AVAILABLE RECORDS START

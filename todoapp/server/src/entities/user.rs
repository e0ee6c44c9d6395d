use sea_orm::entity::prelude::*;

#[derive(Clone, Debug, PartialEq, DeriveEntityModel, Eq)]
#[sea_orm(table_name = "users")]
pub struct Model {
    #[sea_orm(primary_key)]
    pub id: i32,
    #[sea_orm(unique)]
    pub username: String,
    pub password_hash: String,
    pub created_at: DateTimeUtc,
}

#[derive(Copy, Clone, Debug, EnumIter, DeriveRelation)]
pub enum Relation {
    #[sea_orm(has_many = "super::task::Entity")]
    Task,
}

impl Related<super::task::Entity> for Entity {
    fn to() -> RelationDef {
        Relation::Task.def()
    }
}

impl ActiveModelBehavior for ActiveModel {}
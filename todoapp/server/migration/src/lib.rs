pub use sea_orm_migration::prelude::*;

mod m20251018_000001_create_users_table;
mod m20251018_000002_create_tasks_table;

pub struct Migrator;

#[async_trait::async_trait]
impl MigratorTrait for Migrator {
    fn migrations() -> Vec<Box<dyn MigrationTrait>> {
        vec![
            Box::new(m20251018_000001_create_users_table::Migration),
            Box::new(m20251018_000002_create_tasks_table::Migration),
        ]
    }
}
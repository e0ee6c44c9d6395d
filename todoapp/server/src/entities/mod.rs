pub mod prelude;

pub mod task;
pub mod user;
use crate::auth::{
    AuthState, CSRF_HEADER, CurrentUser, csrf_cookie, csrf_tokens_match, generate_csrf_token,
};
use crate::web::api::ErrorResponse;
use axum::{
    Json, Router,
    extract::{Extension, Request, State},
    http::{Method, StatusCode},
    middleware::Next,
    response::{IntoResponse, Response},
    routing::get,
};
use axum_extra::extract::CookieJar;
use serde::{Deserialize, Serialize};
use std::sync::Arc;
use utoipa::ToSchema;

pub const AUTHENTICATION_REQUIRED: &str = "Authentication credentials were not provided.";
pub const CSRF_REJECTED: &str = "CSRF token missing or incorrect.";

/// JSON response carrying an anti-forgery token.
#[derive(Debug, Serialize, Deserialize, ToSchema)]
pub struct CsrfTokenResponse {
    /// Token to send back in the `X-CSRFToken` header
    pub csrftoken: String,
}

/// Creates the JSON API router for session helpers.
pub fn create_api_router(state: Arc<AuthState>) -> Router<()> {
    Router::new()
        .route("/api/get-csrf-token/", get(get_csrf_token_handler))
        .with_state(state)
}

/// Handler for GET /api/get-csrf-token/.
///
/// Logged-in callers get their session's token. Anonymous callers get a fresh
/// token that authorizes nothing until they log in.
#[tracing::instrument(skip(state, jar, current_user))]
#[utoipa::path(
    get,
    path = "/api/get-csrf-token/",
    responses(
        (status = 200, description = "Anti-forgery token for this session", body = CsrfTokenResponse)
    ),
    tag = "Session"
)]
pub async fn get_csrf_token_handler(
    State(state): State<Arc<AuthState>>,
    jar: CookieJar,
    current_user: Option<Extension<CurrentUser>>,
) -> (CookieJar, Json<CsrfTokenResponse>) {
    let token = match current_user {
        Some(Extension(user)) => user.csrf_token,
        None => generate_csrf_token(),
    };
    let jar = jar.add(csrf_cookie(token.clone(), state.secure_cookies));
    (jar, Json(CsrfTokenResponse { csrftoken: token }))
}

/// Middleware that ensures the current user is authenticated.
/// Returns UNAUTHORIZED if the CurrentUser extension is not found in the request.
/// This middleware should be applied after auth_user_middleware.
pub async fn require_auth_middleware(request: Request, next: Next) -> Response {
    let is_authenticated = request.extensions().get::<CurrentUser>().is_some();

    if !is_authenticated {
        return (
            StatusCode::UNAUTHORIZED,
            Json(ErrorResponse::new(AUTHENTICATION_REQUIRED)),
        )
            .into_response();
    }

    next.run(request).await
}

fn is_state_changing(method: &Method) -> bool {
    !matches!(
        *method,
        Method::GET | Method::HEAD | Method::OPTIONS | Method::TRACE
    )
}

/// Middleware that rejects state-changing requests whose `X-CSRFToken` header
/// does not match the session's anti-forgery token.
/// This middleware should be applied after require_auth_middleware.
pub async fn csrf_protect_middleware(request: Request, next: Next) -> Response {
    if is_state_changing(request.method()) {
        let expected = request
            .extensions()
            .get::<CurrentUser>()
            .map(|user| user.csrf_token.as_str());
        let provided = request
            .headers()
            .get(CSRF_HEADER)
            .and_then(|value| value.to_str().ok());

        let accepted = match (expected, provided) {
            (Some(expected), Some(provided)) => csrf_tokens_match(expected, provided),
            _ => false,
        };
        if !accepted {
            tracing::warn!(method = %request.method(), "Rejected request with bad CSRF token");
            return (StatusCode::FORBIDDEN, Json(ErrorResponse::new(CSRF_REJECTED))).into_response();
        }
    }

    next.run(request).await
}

AVAILABLE RECORDS END

__PROMPT__
Repeat the data in full. Alter nothing.

__RESULT OF THE EXERCISE__
filename todoapp/server/src/entities/user.rs
repository e0ee6c44c9d6395d
use sea_orm::entity::prelude::*;

#[derive(Clone, Debug, PartialEq, DeriveEntityModel, Eq)]
#[sea_orm(table_name = "users")]
pub struct Model {
    #[sea_orm(primary_key)]
    pub id: i32,
    #[sea_orm(unique)]
    pub username: String,
    pub password_hash: String,
    pub created_at: DateTimeUtc,
}

#[derive(Copy, Clone, Debug, EnumIter, DeriveRelation)]
pub enum Relation {
    #[sea_orm(has_many = "super::task::Entity")]
    Task,
}

impl Related<super::task::Entity> for Entity {
    fn to() -> RelationDef {
        Relation::Task.def()
    }
}

impl ActiveModelBehavior for ActiveModel {}
filename todoapp/server/migration/src/lib.rs
pub use sea_orm_migration::prelude::*;

mod m20251018_000001_create_users_table;
mod m20251018_000002_create_tasks_table;

pub struct Migrator;

#[async_trait::async_trait]
impl MigratorTrait for Migrator {
    fn migrations() -> Vec<Box<dyn MigrationTrait>> {
        vec![
            Box::new(m20251018_000001_create_users_table::Migration),
            Box::new(m20251018_000002_create_tasks_table::Migration),
        ]
    }
}
repository e0ee6c44c9d6395d
filename todoapp/server/src/entities/mod.rs
pub mod prelude;

pub mod task;
pub mod user;
use crate::auth::{
    AuthState, CSRF_HEADER, CurrentUser, csrf_cookie, csrf_tokens_match, generate_csrf_token,
};
use crate::web::api::ErrorResponse;
use axum::{
    Json, Router,
    extract::{Extension, Request, State},
    http::{Method, StatusCode},
    middleware::Next,
    response::{IntoResponse, Response},
    routing::get,
};
use axum_extra::extract::CookieJar;
use serde::{Deserialize, Serialize};
use std::sync::Arc;
use utoipa::ToSchema;

pub const AUTHENTICATION_REQUIRED: &str = "Authentication credentials were not provided.";
pub const CSRF_REJECTED: &str = "CSRF token missing or incorrect.";

/// JSON response carrying an anti-forgery token.
#[derive(Debug, Serialize, Deserialize, ToSchema)]
pub struct CsrfTokenResponse {
    /// Token to send back in the `X-CSRFToken` header
    pub csrftoken: String,
}

/// Creates the JSON API router for session helpers.
pub fn create_api_router(state: Arc<AuthState>) -> Router<()> {
    Router::new()
        .route("/api/get-csrf-token/", get(get_csrf_token_handler))
        .with_state(state)
}

/// Handler for GET /api/get-csrf-token/.
///
/// Logged-in callers get their session's token. Anonymous callers get a fresh
/// token that authorizes nothing until they log in.
#[tracing::instrument(skip(state, jar, current_user))]
#[utoipa::path(
    get,
    path = "/api/get-csrf-token/",
    responses(
        (status = 200, description = "Anti-forgery token for this session", body = CsrfTokenResponse)
    ),
    tag = "Session"
)]
pub async fn get_csrf_token_handler(
    State(state): State<Arc<AuthState>>,
    jar: CookieJar,
    current_user: Option<Extension<CurrentUser>>,
) -> (CookieJar, Json<CsrfTokenResponse>) {
    let token = match current_user {
        Some(Extension(user)) => user.csrf_token,
        None => generate_csrf_token(),
    };
    let jar = jar.add(csrf_cookie(token.clone(), state.secure_cookies));
    (jar, Json(CsrfTokenResponse { csrftoken: token }))
}

/// Middleware that ensures the current user is authenticated.
/// Returns UNAUTHORIZED if the CurrentUser extension is not found in the request.
/// This middleware should be applied after auth_user_middleware.
pub async fn require_auth_middleware(request: Request, next: Next) -> Response {
    let is_authenticated = request.extensions().get::<CurrentUser>().is_some();

    if !is_authenticated {
        return (
            StatusCode::UNAUTHORIZED,
            Json(ErrorResponse::new(AUTHENTICATION_REQUIRED)),
        )
            .into_response();
    }

    next.run(request).await
}

fn is_state_changing(method: &Method) -> bool {
    !matches!(
        *method,
        Method::GET | Method::HEAD | Method::OPTIONS | Method::TRACE
    )
}

/// Middleware that rejects state-changing requests whose `X-CSRFToken` header
/// does not match the session's anti-forgery token.
/// This middleware should be applied after require_auth_middleware.
pub async fn csrf_protect_middleware(request: Request, next: Next) -> Response {
    if is_state_changing(request.method()) {
        let expected = request
            .extensions()
            .get::<CurrentUser>()
            .map(|user| user.csrf_token.as_str());
        let provided = request
            .headers()
            .get(CSRF_HEADER)
            .and_then(|value| value.to_str().ok());

        let accepted = match (expected, provided) {
            (Some(expected), Some(provided)) => csrf_tokens_match(expected, provided),
            _ => false,
        };
        if !accepted {
            tracing::warn!(method = %request.method(), "Rejected request with bad CSRF token");
            return (StatusCode::FORBIDDEN, Json(ErrorResponse::new(CSRF_REJECTED))).into_response();
        }
    }

    next.run(request).await
}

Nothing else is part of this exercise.